The man accused of shooting dead 51 Muslim worshippers in the Christchurch mosque attacks in March smiled Friday as his lawyers entered not guilty pleas to multiple murder and terrorism charges.
Brenton Tarrant’s barrister told Christchurch High Court his client was pleading not guilty to all charges, prompting anger from survivors and relatives of those killed in the March 15 attacks.
The self-proclaimed white supremacist appeared in court via audio-visual link from a maximum-security prison in Auckland for the brief hearing.

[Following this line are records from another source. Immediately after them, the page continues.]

//! Block deserialization into row-addressable column data.
//!
//! A materialized block holds, for one column, `row_count` optional values
//! with `None` where the exists bit was clear. Each column keeps at most one
//! materialized block; materializing the next block replaces the previous
//! one's rows.

use crate::error::{FormatError, ReaderError};
use crate::format::{decode_bool_array, decode_value_array};
use crate::reader::stripe::StripeBuffers;
use crate::schema::{ColumnDefault, TableSchema, Value};

/// Deserialized rows of one block of one column.
///
/// Reused across block materializations within a stripe and cleared on
/// stripe transitions.
#[derive(Debug, Default)]
pub struct ColumnBlockData {
    rows: Vec<Option<Value>>,
}

impl ColumnBlockData {
    /// Empty block data, ready for the first materialization.
    pub fn new() -> Self {
        Self::default()
    }

    /// Number of materialized rows.
    pub fn row_count(&self) -> usize {
        self.rows.len()
    }

    /// The value at `row`, `None` when the row is null or out of range.
    pub fn value(&self, row: usize) -> Option<&Value> {
        self.rows.get(row).and_then(|value| value.as_ref())
    }

    /// Drop the materialized rows.
    pub fn clear(&mut self) {
        self.rows.clear();
    }
}

/// Materialize one block for every projected column of a stripe.
///
/// `block_data` has one entry per table column: `Some` for projected columns
/// (overwritten here), `None` for the rest. A projected column with no
/// stored data in this stripe (added to the table after the stripe was
/// written) is filled from its default: a constant fills every row, no
/// default yields all-null rows, and an unreduced expression fails.
///
/// # Errors
/// - [`ReaderError::Codec`] when a value region fails to decompress
/// - [`ReaderError::Format`] when a buffer is shorter than its rows require
///   or `block_index` exceeds the stripe's stored blocks
/// - [`ReaderError::UnsupportedDefault`] for non-constant or mistyped
///   defaults
pub fn deserialize_block(
    stripe: &StripeBuffers,
    block_index: usize,
    row_count: usize,
    schema: &TableSchema,
    block_data: &mut [Option<ColumnBlockData>],
) -> Result<(), ReaderError> {
    for column_index in 0..stripe.column_count {
        let Some(data) = block_data[column_index].as_mut() else {
            continue;
        };

        match &stripe.columns[column_index] {
            Some(column) => {
                let Some(block) = column.blocks.get(block_index) else {
                    return Err(FormatError::Corrupt(format!(
                        "block {} requested from a column holding {}",
                        block_index,
                        column.blocks.len()
                    ))
                    .into());
                };
                let value_bytes = block.value_compression.decompress(&block.value)?;
                let exists = decode_bool_array(&block.exists, row_count)?;
                // Replaces the previous block's rows; its buffers drop here.
                data.rows =
                    decode_value_array(&value_bytes, &exists, schema.column_kind(column_index))?;
            }
            None => materialize_default(column_index, row_count, schema, data)?,
        }
    }
    Ok(())
}

/// Fill a schema-added column's rows from its default.
fn materialize_default(
    column_index: usize,
    row_count: usize,
    schema: &TableSchema,
    data: &mut ColumnBlockData,
) -> Result<(), ReaderError> {
    let column = &schema.columns[column_index];
    match &column.default {
        ColumnDefault::Constant(value) => {
            if value.kind() != column.kind {
                return Err(ReaderError::UnsupportedDefault {
                    column: column_index,
                    message: format!(
                        "constant default of kind {:?} for a {:?} column",
                        value.kind(),
                        column.kind
                    ),
                });
            }
            data.rows.clear();
            data.rows.resize(row_count, Some(value.clone()));
        }
        ColumnDefault::None => {
            data.rows.clear();
            data.rows.resize(row_count, None);
        }
        ColumnDefault::Expression(expression) => {
            return Err(ReaderError::UnsupportedDefault {
                column: column_index,
                message: format!("default expression '{}' is not a constant", expression),
            });
        }
    }
    Ok(())
}
//! Domain error types

mod domain_error;

pub use domain_error::DomainError;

Tarrant, a 28-year-old Australian national, was committed to stand trial next year on 51 counts of murder, 40 of attempted murder and engaging in a terrorist act.
His smiling demeanour enraged survivors still reeling from the worst massacre in modern New Zealand history, who had packed the courthouse’s public gallery for a glimpse of the accused.
“It just shows he’s an animal,” Mustafa Boztas, who was wounded in the thigh, told AFP outside the court.
“I feel sad that someone can be so unhuman and take the lives of innocent people.”
Abdul Aziz, who confronted the gunman at the Linwood mosque and chased him off the premises, said he wanted to see Tarrant’s face.
“He was laughing there (in court) and he thinks he was so tough, but he was a coward when he faced me and he ran,” he said.
“He was not man enough to stand up that time and (now) he’s standing there and laughing.
“Put me for 15 minutes in one cell and then we will see if he can laugh any more.”
Tarrant allegedly opened fire in the packed Al Noor mosque during Friday prayers, then travelled across town to continue the carnage in the suburban Linwood mosque, while livestreaming his actions on social media.
The court heard that mental health assessments had found Tarrant was fit to stand trial.
“No issue arises regarding the defendant’s fitness to plead, to instruct counsel, and to stand his trial. A fitness hearing is not required,” Judge Cameron Mander said in a statement shortly after the hearing.
The judge set a trial date of 4 May 2020, with proceedings expected to last at least six weeks, although some lawyers warned the case — sure to be one of the biggest-ever in New Zealand — could go twice as long.
“The court endeavours to bring serious criminal cases to trial within a year of arrest. The scale and complexity of this case makes this challenging,” Mander said.